• PROMPT
For every record below, write out an exact copy.

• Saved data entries
==================================================

//! Structured logging.
//!
//! # Responsibilities
//! - Initialize logging subsystem
//! - Configure log level from config, overridable via `RUST_LOG`
//!
//! # Design Decisions
//! - Uses tracing crate for structured logging
//! - Compact format for production, pretty format for development

use tracing_subscriber::{layer::SubscriberExt, util::SubscriberInitExt, EnvFilter};

use crate::config::ObservabilityConfig;

/// Default filter directive for a configured level.
pub fn default_directive(level: &str) -> String {
    format!("resilient_gateway={level},tower_http={level}")
}

/// Install the global subscriber. Safe to call once per process.
pub fn init_logging(config: &ObservabilityConfig) {
    let filter = EnvFilter::try_from_default_env()
        .unwrap_or_else(|_| default_directive(&config.log_level).into());

    let registry = tracing_subscriber::registry().with(filter);
    let result = if config.log_format.eq_ignore_ascii_case("compact") {
        registry
            .with(tracing_subscriber::fmt::layer().compact())
            .try_init()
    } else {
        registry.with(tracing_subscriber::fmt::layer()).try_init()
    };

    if let Err(e) = result {
        eprintln!("Logging already initialized: {e}");
    }
}
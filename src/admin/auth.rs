use axum::{
    body::Body,
    extract::State,
    http::{header::AUTHORIZATION, Request, StatusCode},
    middleware::Next,
    response::Response,
};

use crate::http::server::AppState;

/// Require `Authorization: Bearer <admin.api_key>`.
pub async fn admin_auth_middleware(
    State(state): State<AppState>,
    request: Request<Body>,
    next: Next,
) -> Result<Response, StatusCode> {
    let expected = format!("Bearer {}", state.inner.config.admin.api_key);

    let authorized = request
        .headers()
        .get(AUTHORIZATION)
        .and_then(|h| h.to_str().ok())
        .map(|value| value == expected)
        .unwrap_or(false);

    if authorized {
        Ok(next.run(request).await)
    } else {
        tracing::warn!(path = %request.uri().path(), "Rejected admin request");
        Err(StatusCode::UNAUTHORIZED)
    }
}
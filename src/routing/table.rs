//! Endpoint table.
//!
//! # Responsibilities
//! - Resolve an endpoint name to its upstream path and cache policy
//! - Own the fallback payloads for those endpoints
//!
//! # Design Decisions
//! - Built once per (re)load and swapped as a whole
//! - Exact name lookup; endpoint names are unique after validation

use std::collections::HashMap;
use std::time::Duration;

use crate::config::{EndpointConfig, GatewayConfig};
use crate::upstream::StaticFallback;

/// A compiled endpoint.
#[derive(Debug, Clone, PartialEq, Eq)]
pub struct Endpoint {
    pub name: String,
    pub path: String,
    /// `None` when live results must not be cached.
    pub ttl: Option<Duration>,
}

impl Endpoint {
    fn compile(config: &EndpointConfig, default_ttl: Duration) -> Self {
        let ttl = config
            .cacheable
            .then(|| config.ttl_secs.map(Duration::from_secs).unwrap_or(default_ttl));
        Self {
            name: config.name.clone(),
            path: config.path.clone(),
            ttl,
        }
    }
}

/// Immutable lookup structure for configured endpoints.
#[derive(Debug, Clone, Default)]
pub struct EndpointTable {
    endpoints: HashMap<String, Endpoint>,
    fallback: StaticFallback,
    default_ttl: Duration,
}

impl EndpointTable {
    pub fn from_config(config: &GatewayConfig) -> Self {
        let default_ttl = Duration::from_secs(config.cache.ttl_secs);
        let endpoints = config
            .endpoints
            .iter()
            .map(|e| (e.name.clone(), Endpoint::compile(e, default_ttl)))
            .collect();

        Self {
            endpoints,
            fallback: StaticFallback::from_endpoints(&config.endpoints),
            default_ttl,
        }
    }

    pub fn get(&self, name: &str) -> Option<&Endpoint> {
        self.endpoints.get(name)
    }

    pub fn fallback(&self) -> &StaticFallback {
        &self.fallback
    }

    pub fn default_ttl(&self) -> Duration {
        self.default_ttl
    }

    /// Endpoint names in sorted order.
    pub fn names(&self) -> Vec<String> {
        let mut names: Vec<String> = self.endpoints.keys().cloned().collect();
        names.sort();
        names
    }
}
//! Routing subsystem.
//!
//! # Data Flow
//! ```text
//! GET /api/{endpoint}?params
//!     → table.rs (endpoint lookup)
//!     → Return: Endpoint (upstream path, TTL policy) or NoMatch
//!
//! Table compilation (startup and every reload):
//!     EndpointConfig[]
//!     → resolve TTL overrides against cache.ttl_secs
//!     → collect fallback payloads
//!     → Freeze as immutable EndpointTable
//! ```
//!
//! # Design Decisions
//! - Tables are compiled, then swapped atomically on reload
//! - Deterministic: same name always resolves to the same endpoint

pub mod table;

pub use table::{Endpoint, EndpointTable};
//! TTL response store.
//!
//! # Responsibilities
//! - Keep payloads keyed by request key with an absolute expiry
//! - Hide expired entries from readers and evict them lazily
//! - Report total vs. still-valid entry counts
//!
//! # Design Decisions
//! - Sharded `DashMap`: every read-evict, write and clear is atomic per entry
//! - Lazy eviction re-checks expiry under the shard lock (`remove_if`), so a
//!   concurrent fresh `set` is never discarded
//! - Time comes from `tokio::time::Instant` so tests can pause the clock

use std::time::Duration;

use dashmap::DashMap;
use tokio::time::Instant;

#[derive(Debug, Clone)]
struct CacheEntry<V> {
    value: V,
    expires_at: Instant,
}

impl<V> CacheEntry<V> {
    fn is_fresh(&self, now: Instant) -> bool {
        now < self.expires_at
    }
}

/// Point-in-time entry counts.
#[derive(Debug, Clone, Copy, PartialEq, Eq)]
pub struct CacheStats {
    /// All stored entries, including stale ones not yet evicted.
    pub total: usize,
    /// Entries unexpired at the instant of the call.
    pub valid: usize,
}

/// Thread-safe key/value store with per-entry TTL expiration.
#[derive(Debug)]
pub struct TtlCache<V> {
    entries: DashMap<String, CacheEntry<V>>,
}

impl<V: Clone> TtlCache<V> {
    pub fn new() -> Self {
        Self {
            entries: DashMap::new(),
        }
    }

    /// Return the value for `key` if present and unexpired.
    ///
    /// A stale entry is removed as a side effect.
    pub fn get(&self, key: &str) -> Option<V> {
        let now = Instant::now();
        if let Some(entry) = self.entries.get(key) {
            if entry.is_fresh(now) {
                return Some(entry.value.clone());
            }
        } else {
            return None;
        }

        // The read guard is released; only evict if the entry is still stale.
        self.entries.remove_if(key, |_, entry| !entry.is_fresh(now));
        None
    }

    /// Store `value` under `key` for `ttl`, replacing any previous entry.
    ///
    /// A zero TTL would never be observable, so nothing is stored.
    pub fn set(&self, key: impl Into<String>, value: V, ttl: Duration) {
        let key = key.into();
        if ttl.is_zero() {
            self.entries.remove(&key);
            return;
        }
        let entry = CacheEntry {
            value,
            expires_at: Instant::now() + ttl,
        };
        self.entries.insert(key, entry);
    }

    /// Remove every entry.
    pub fn clear(&self) {
        self.entries.clear();
    }

    /// Remove all expired entries, returning how many were evicted.
    pub fn purge_expired(&self) -> usize {
        let now = Instant::now();
        let before = self.entries.len();
        self.entries.retain(|_, entry| entry.is_fresh(now));
        before.saturating_sub(self.entries.len())
    }

    pub fn len(&self) -> usize {
        self.entries.len()
    }

    pub fn is_empty(&self) -> bool {
        self.entries.is_empty()
    }

    pub fn stats(&self) -> CacheStats {
        let now = Instant::now();
        let mut total = 0;
        let mut valid = 0;
        for entry in self.entries.iter() {
            total += 1;
            if entry.value().is_fresh(now) {
                valid += 1;
            }
        }
        CacheStats { total, valid }
    }
}

impl<V: Clone> Default for TtlCache<V> {
    fn default() -> Self {
        Self::new()
    }
}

==================================================

• REPLY TO THE TASK
//! Structured logging.
//!
//! # Responsibilities
//! - Initialize logging subsystem
//! - Configure log level from config, overridable via `RUST_LOG`
//!
//! # Design Decisions
//! - Uses tracing crate for structured logging
//! - Compact format for production, pretty format for development

use tracing_subscriber::{layer::SubscriberExt, util::SubscriberInitExt, EnvFilter};

use crate::config::ObservabilityConfig;

/// Default filter directive for a configured level.
pub fn default_directive(level: &str) -> String {
    format!("resilient_gateway={level},tower_http={level}")
}

/// Install the global subscriber. Safe to call once per process.
pub fn init_logging(config: &ObservabilityConfig) {
    let filter = EnvFilter::try_from_default_env()
        .unwrap_or_else(|_| default_directive(&config.log_level).into());

    let registry = tracing_subscriber::registry().with(filter);
    let result = if config.log_format.eq_ignore_ascii_case("compact") {
        registry
            .with(tracing_subscriber::fmt::layer().compact())
            .try_init()
    } else {
        registry.with(tracing_subscriber::fmt::layer()).try_init()
    };

    if let Err(e) = result {
        eprintln!("Logging already initialized: {e}");
    }
}
filename src/admin/auth.rs
use axum::{
    body::Body,
    extract::State,
    http::{header::AUTHORIZATION, Request, StatusCode},
    middleware::Next,
    response::Response,
};

use crate::http::server::AppState;

/// Require `Authorization: Bearer <admin.api_key>`.
pub async fn admin_auth_middleware(
    State(state): State<AppState>,
    request: Request<Body>,
    next: Next,
) -> Result<Response, StatusCode> {
    let expected = format!("Bearer {}", state.inner.config.admin.api_key);

    let authorized = request
        .headers()
        .get(AUTHORIZATION)
        .and_then(|h| h.to_str().ok())
        .map(|value| value == expected)
        .unwrap_or(false);

    if authorized {
        Ok(next.run(request).await)
    } else {
        tracing::warn!(path = %request.uri().path(), "Rejected admin request");
        Err(StatusCode::UNAUTHORIZED)
    }
}
filename src/routing/table.rs
//! Endpoint table.
//!
//! # Responsibilities
//! - Resolve an endpoint name to its upstream path and cache policy
//! - Own the fallback payloads for those endpoints
//!
//! # Design Decisions
//! - Built once per (re)load and swapped as a whole
//! - Exact name lookup; endpoint names are unique after validation

use std::collections::HashMap;
use std::time::Duration;

use crate::config::{EndpointConfig, GatewayConfig};
use crate::upstream::StaticFallback;

/// A compiled endpoint.
#[derive(Debug, Clone, PartialEq, Eq)]
pub struct Endpoint {
    pub name: String,
    pub path: String,
    /// `None` when live results must not be cached.
    pub ttl: Option<Duration>,
}

impl Endpoint {
    fn compile(config: &EndpointConfig, default_ttl: Duration) -> Self {
        let ttl = config
            .cacheable
            .then(|| config.ttl_secs.map(Duration::from_secs).unwrap_or(default_ttl));
        Self {
            name: config.name.clone(),
            path: config.path.clone(),
            ttl,
        }
    }
}

/// Immutable lookup structure for configured endpoints.
#[derive(Debug, Clone, Default)]
pub struct EndpointTable {
    endpoints: HashMap<String, Endpoint>,
    fallback: StaticFallback,
    default_ttl: Duration,
}

impl EndpointTable {
    pub fn from_config(config: &GatewayConfig) -> Self {
        let default_ttl = Duration::from_secs(config.cache.ttl_secs);
        let endpoints = config
            .endpoints
            .iter()
            .map(|e| (e.name.clone(), Endpoint::compile(e, default_ttl)))
            .collect();

        Self {
            endpoints,
            fallback: StaticFallback::from_endpoints(&config.endpoints),
            default_ttl,
        }
    }

    pub fn get(&self, name: &str) -> Option<&Endpoint> {
        self.endpoints.get(name)
    }

    pub fn fallback(&self) -> &StaticFallback {
        &self.fallback
    }

    pub fn default_ttl(&self) -> Duration {
        self.default_ttl
    }

    /// Endpoint names in sorted order.
    pub fn names(&self) -> Vec<String> {
        let mut names: Vec<String> = self.endpoints.keys().cloned().collect();
        names.sort();
        names
    }
}
//! Routing subsystem.
//!
//! # Data Flow
//! ```text
//! GET /api/{endpoint}?params
//!     → table.rs (endpoint lookup)
//!     → Return: Endpoint (upstream path, TTL policy) or NoMatch
//!
//! Table compilation (startup and every reload):
//!     EndpointConfig[]
//!     → resolve TTL overrides against cache.ttl_secs
//!     → collect fallback payloads
//!     → Freeze as immutable EndpointTable
//! ```
//!
//! # Design Decisions
//! - Tables are compiled, then swapped atomically on reload
//! - Deterministic: same name always resolves to the same endpoint

pub mod table;

pub use table::{Endpoint, EndpointTable};
//! TTL response store.
//!
//! # Responsibilities
//! - Keep payloads keyed by request key with an absolute expiry
//! - Hide expired entries from readers and evict them lazily
//! - Report total vs. still-valid entry counts
//!
//! # Design Decisions
//! - Sharded `DashMap`: every read-evict, write and clear is atomic per entry
//! - Lazy eviction re-checks expiry under the shard lock (`remove_if`), so a
//!   concurrent fresh `set` is never discarded
//! - Time comes from `tokio::time::Instant` so tests can pause the clock

use std::time::Duration;

use dashmap::DashMap;
use tokio::time::Instant;

#[derive(Debug, Clone)]
struct CacheEntry<V> {
    value: V,
    expires_at: Instant,
}

impl<V> CacheEntry<V> {
    fn is_fresh(&self, now: Instant) -> bool {
        now < self.expires_at
    }
}

/// Point-in-time entry counts.
#[derive(Debug, Clone, Copy, PartialEq, Eq)]
pub struct CacheStats {
    /// All stored entries, including stale ones not yet evicted.
    pub total: usize,
    /// Entries unexpired at the instant of the call.
    pub valid: usize,
}

/// Thread-safe key/value store with per-entry TTL expiration.
#[derive(Debug)]
pub struct TtlCache<V> {
    entries: DashMap<String, CacheEntry<V>>,
}

impl<V: Clone> TtlCache<V> {
    pub fn new() -> Self {
        Self {
            entries: DashMap::new(),
        }
    }

    /// Return the value for `key` if present and unexpired.
    ///
    /// A stale entry is removed as a side effect.
    pub fn get(&self, key: &str) -> Option<V> {
        let now = Instant::now();
        if let Some(entry) = self.entries.get(key) {
            if entry.is_fresh(now) {
                return Some(entry.value.clone());
            }
        } else {
            return None;
        }

        // The read guard is released; only evict if the entry is still stale.
        self.entries.remove_if(key, |_, entry| !entry.is_fresh(now));
        None
    }

    /// Store `value` under `key` for `ttl`, replacing any previous entry.
    ///
    /// A zero TTL would never be observable, so nothing is stored.
    pub fn set(&self, key: impl Into<String>, value: V, ttl: Duration) {
        let key = key.into();
        if ttl.is_zero() {
            self.entries.remove(&key);
            return;
        }
        let entry = CacheEntry {
            value,
            expires_at: Instant::now() + ttl,
        };
        self.entries.insert(key, entry);
    }

    /// Remove every entry.
    pub fn clear(&self) {
        self.entries.clear();
    }

    /// Remove all expired entries, returning how many were evicted.
    pub fn purge_expired(&self) -> usize {
        let now = Instant::now();
        let before = self.entries.len();
        self.entries.retain(|_, entry| entry.is_fresh(now));
        before.saturating_sub(self.entries.len())
    }

    pub fn len(&self) -> usize {
        self.entries.len()
    }

    pub fn is_empty(&self) -> bool {
        self.entries.is_empty()
    }

    pub fn stats(&self) -> CacheStats {
        let now = Instant::now();
        let mut total = 0;
        let mut valid = 0;
        for entry in self.entries.iter() {
            total += 1;
            if entry.value().is_fresh(now) {
                valid += 1;
            }
        }
        CacheStats { total, valid }
    }
}

impl<V: Clone> Default for TtlCache<V> {
    fn default() -> Self {
        Self::new()
    }
}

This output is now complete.